Japan’s newly appointed minister of economy, trade and industry said Wednesday that he will focus on bringing the economy back onto a sustainable growth track and pushing forward with the national energy policy of resuming nuclear power generation.
Motoo Hayashi, one of the 10 new ministers appointed by Prime Minister Shinzo Abe in a Cabinet reshuffle on Wednesday, vowed to lift Japan “completely” out of the deflation that has hobbled the world’s third-biggest economy since the mid-1990’s.
The pledge reflects Abe’s new political campaign, as the prime minister is shifting his priority back to the economy from controversial security policy changes. But that poses a daunting challenge given the slowdown in China, the world’s second-largest economy, which also threatens global economic growth.
Speaking at his first press conference at the ministry, Hayashi voiced high hopes that the Trans-Pacific Partnership agreement reached Monday will drive growth in the auto and other sectors. The 12-country trade pact covers 40 percent of the global economy, lifting 99.9 percent of tariffs on industrial products for Japan within the Pacific Rim trade zone.
Hayashi, 68, will also face the delicate task of overseeing the resumption of nuclear power generation despite a majority of the public opposing the restart of nuclear plants, which previously provided nearly a third of the nation’s electric power.
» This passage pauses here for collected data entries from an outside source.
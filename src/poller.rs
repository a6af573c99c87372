//! One polling pass over the chain.
//!
//! A pass scans from the block after the checkpoint up to the current height
//! in pages of at most `max_block_range` blocks, registering every
//! `TokensBought` event it has not seen before. The checkpoint advances after
//! each page, so a crash loses at most one page of work; re-scanned events are
//! dropped by the registry's transaction-hash check.

use crate::checkpoint::CheckpointStore;
use crate::config::PollSettings;
use crate::error_sink::{ErrorSink, PROJECT_NOT_FOUND};
use crate::events::ChainEvent;
use crate::registration::{Registration, register_event};
use crate::registry::Registry;
use crate::scheduler::PollJob;
use crate::source::EventSource;
use anyhow::{Context, Result};
use async_trait::async_trait;
use std::time::Instant;
use tokio::time::sleep;
use tracing::{debug, error, info, warn};

/// Inclusive block range fetched in one request.
#[derive(Debug, Clone, Copy, PartialEq, Eq)]
pub struct ScanWindow {
    pub from_block: u64,
    pub to_block: u64,
}

#[derive(Debug, Default, Clone, PartialEq, Eq)]
pub struct CycleReport {
    pub current_height: u64,
    pub pages_scanned: usize,
    pub events_seen: usize,
    pub registered: usize,
    pub duplicates: usize,
    pub unregistered: usize,
}

/// First block to scan. Gaps wider than the look-back window are not backfilled.
pub fn start_block(checkpoint: Option<u64>, current_height: u64, max_look_back_blocks: u64) -> u64 {
    match checkpoint {
        Some(last) if current_height.saturating_sub(last) <= max_look_back_blocks => {
            last.saturating_add(1)
        }
        _ => current_height.saturating_sub(max_look_back_blocks),
    }
}

/// Splits `[from_block, to_block]` into consecutive windows of at most `max_block_range` blocks.
pub fn scan_windows(from_block: u64, to_block: u64, max_block_range: u64) -> Vec<ScanWindow> {
    let max_block_range = max_block_range.max(1);
    let mut windows = Vec::new();
    let mut start = from_block;

    while start <= to_block {
        let end = start.saturating_add(max_block_range - 1).min(to_block);
        windows.push(ScanWindow {
            from_block: start,
            to_block: end,
        });
        if end == to_block {
            break;
        }
        start = end + 1;
    }

    windows
}

pub struct PollCycle<S, R, C, E> {
    source: S,
    registry: R,
    checkpoint: C,
    error_sink: E,
    settings: PollSettings,
}

impl<S, R, C, E> PollCycle<S, R, C, E>
where
    S: EventSource,
    R: Registry,
    C: CheckpointStore,
    E: ErrorSink,
{
    pub fn new(source: S, registry: R, checkpoint: C, error_sink: E, settings: PollSettings) -> Self {
        Self {
            source,
            registry,
            checkpoint,
            error_sink,
            settings,
        }
    }

    pub fn source(&self) -> &S {
        &self.source
    }

    pub fn registry(&self) -> &R {
        &self.registry
    }

    pub fn checkpoint(&self) -> &C {
        &self.checkpoint
    }

    pub fn error_sink(&self) -> &E {
        &self.error_sink
    }

    /// Runs one pass and logs its outcome. Never fails; the next pass retries.
    pub async fn run_one_cycle(&self) {
        let start = Instant::now();
        match self.try_run_cycle().await {
            Ok(report) if report.pages_scanned > 0 => info!(
                "Cycle done in {:?}: {} page(s), {} event(s), {} registered, {} duplicate(s), {} unregistered",
                start.elapsed(),
                report.pages_scanned,
                report.events_seen,
                report.registered,
                report.duplicates,
                report.unregistered
            ),
            Ok(_) => {}
            Err(e) => error!("Poll cycle aborted: {:#}", e),
        }
    }

    /// Runs one pass, stopping at the first page that fails.
    ///
    /// Pages completed before the failure keep their checkpoint.
    pub async fn try_run_cycle(&self) -> Result<CycleReport> {
        let current_height = self
            .source
            .current_height()
            .await
            .context("Failed to fetch current block height")?;

        let last_checkpoint = self.checkpoint.read();
        let from_block = start_block(
            last_checkpoint,
            current_height,
            self.settings.max_look_back_blocks,
        );

        let mut report = CycleReport {
            current_height,
            ..CycleReport::default()
        };

        if from_block > current_height {
            debug!("No new blocks to scan, current block is {}", current_height);
            self.save_checkpoint(current_height);
            return Ok(report);
        }

        match last_checkpoint {
            Some(last) if from_block == last.saturating_add(1) => {}
            Some(last) => info!(
                "Checkpoint {} is more than {} blocks behind, resuming from {}",
                last, self.settings.max_look_back_blocks, from_block
            ),
            None => info!(
                "No checkpoint found, starting from the last {} blocks",
                self.settings.max_look_back_blocks
            ),
        }
        info!("Scanning blocks {} to {}", from_block, current_height);

        let windows = scan_windows(from_block, current_height, self.settings.max_block_range);
        let page_count = windows.len();
        for (index, window) in windows.into_iter().enumerate() {
            self.scan_window(window, &mut report).await.with_context(|| {
                format!(
                    "Aborted at blocks {}-{}",
                    window.from_block, window.to_block
                )
            })?;

            self.save_checkpoint(window.to_block);
            report.pages_scanned += 1;

            if index + 1 < page_count && !self.settings.request_delay.is_zero() {
                sleep(self.settings.request_delay).await;
            }
        }

        Ok(report)
    }

    async fn scan_window(&self, window: ScanWindow, report: &mut CycleReport) -> Result<()> {
        debug!("Scanning batch {} to {}", window.from_block, window.to_block);

        let events = self
            .source
            .events_in_range(window.from_block, window.to_block)
            .await?;
        if !events.is_empty() {
            info!(
                "Found {} event(s) in blocks {}-{}",
                events.len(),
                window.from_block,
                window.to_block
            );
        }

        for event in &events {
            report.events_seen += 1;
            match register_event(&self.registry, event, &self.settings).with_context(|| {
                format!("Failed to register TX {:?}", event.transaction_hash)
            })? {
                Registration::Registered(record) => {
                    report.registered += 1;
                    info!(
                        "Registered TX {:?} | project {} | buyer {:?} | amount {}",
                        record.transaction_hash,
                        record.project_id,
                        record.user_who_buys,
                        record.token_amount
                    );
                }
                Registration::Duplicate => {
                    report.duplicates += 1;
                    debug!("Skipped TX {:?}, already registered", event.transaction_hash);
                }
                Registration::ProjectNotFound => {
                    report.unregistered += 1;
                    warn!(
                        "Project not found for address {:?}, TX {:?} sent to error log",
                        event.project_address, event.transaction_hash
                    );
                    self.report_unregistered(event, PROJECT_NOT_FOUND);
                }
                Registration::InvalidAmount(reason) => {
                    report.unregistered += 1;
                    warn!(
                        "Rejected TX {:?}: {}",
                        event.transaction_hash, reason
                    );
                    self.report_unregistered(event, &reason);
                }
            }
        }

        Ok(())
    }

    fn report_unregistered(&self, event: &ChainEvent, reason: &str) {
        if let Err(e) = self.error_sink.append_unregistered_event(event, reason) {
            error!(
                "Failed to record unregistered TX {:?} (block {}): {:#}",
                event.transaction_hash, event.block_number, e
            );
        }
    }

    fn save_checkpoint(&self, block_number: u64) {
        if let Err(e) = self.checkpoint.write(block_number) {
            error!("Failed to save checkpoint {}: {:#}", block_number, e);
        }
    }
}

#[async_trait]
impl<S, R, C, E> PollJob for PollCycle<S, R, C, E>
where
    S: EventSource + 'static,
    R: Registry + 'static,
    C: CheckpointStore + 'static,
    E: ErrorSink + 'static,
{
    async fn run_one_cycle(&self) {
        PollCycle::run_one_cycle(self).await
    }
}
use crate::repository::{
    Database, Project, ProjectRepository, TransactionRecord, TransactionRepository,
};
use alloy_primitives::{Address, B256};
use anyhow::{Context, Result};
use std::sync::{Arc, Mutex, MutexGuard};

/// Lookups and inserts the poll cycle needs from the persistent registry.
pub trait Registry: Send + Sync {
    fn find_by_transaction_hash(&self, hash: &B256) -> Result<Option<TransactionRecord>>;

    fn find_project_by_token_address(&self, token_address: &Address) -> Result<Option<Project>>;

    /// Stores `record`; when its hash is already present the stored row is returned instead.
    fn insert_transaction_record(&self, record: TransactionRecord) -> Result<TransactionRecord>;
}

/// [`Registry`] backed by the SQLite database.
#[derive(Clone)]
pub struct SqliteRegistry {
    db: Arc<Mutex<Database>>,
}

impl SqliteRegistry {
    pub fn new(db: Database) -> Self {
        Self {
            db: Arc::new(Mutex::new(db)),
        }
    }

    pub fn database(&self) -> MutexGuard<'_, Database> {
        self.db.lock().unwrap_or_else(|e| e.into_inner())
    }
}

impl Registry for SqliteRegistry {
    fn find_by_transaction_hash(&self, hash: &B256) -> Result<Option<TransactionRecord>> {
        let db = self.database();
        TransactionRepository::new(&db.conn).find_by_transaction_hash(hash)
    }

    fn find_project_by_token_address(&self, token_address: &Address) -> Result<Option<Project>> {
        let db = self.database();
        ProjectRepository::new(&db.conn).find_by_token_address(token_address)
    }

    fn insert_transaction_record(&self, record: TransactionRecord) -> Result<TransactionRecord> {
        let db = self.database();
        let repo = TransactionRepository::new(&db.conn);
        repo.insert(&record)?;
        repo.find_by_transaction_hash(&record.transaction_hash)?
            .with_context(|| {
                format!(
                    "Transaction {:?} missing right after insert",
                    record.transaction_hash
                )
            })
    }
}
“We will try to gain public understanding (for the safety of nuclear power plants) to move forward (reactor) restarts,” he said.
A power company restarted a nuclear reactor in Kyushu in August, making it the first to return to operation since stricter safety regulations were introduced in the wake of the 2011 start of the Fukushima nuclear plant disaster. More reactors are expected to be restarted as well.
The new minister said he hopes “the world’s highest level” of safety rules implemented in light of the Fukushima disaster will help persuade the public of the safety of nuclear power plants.
Hayashi became senior vice minister of land, infrastructure, transport and tourism in 2003 and has since held Cabinet posts twice — as state minister who chaired the National Public Safety Commission in 2008 and in 2009 — but was forced to leave them in less than three months due to a change in power.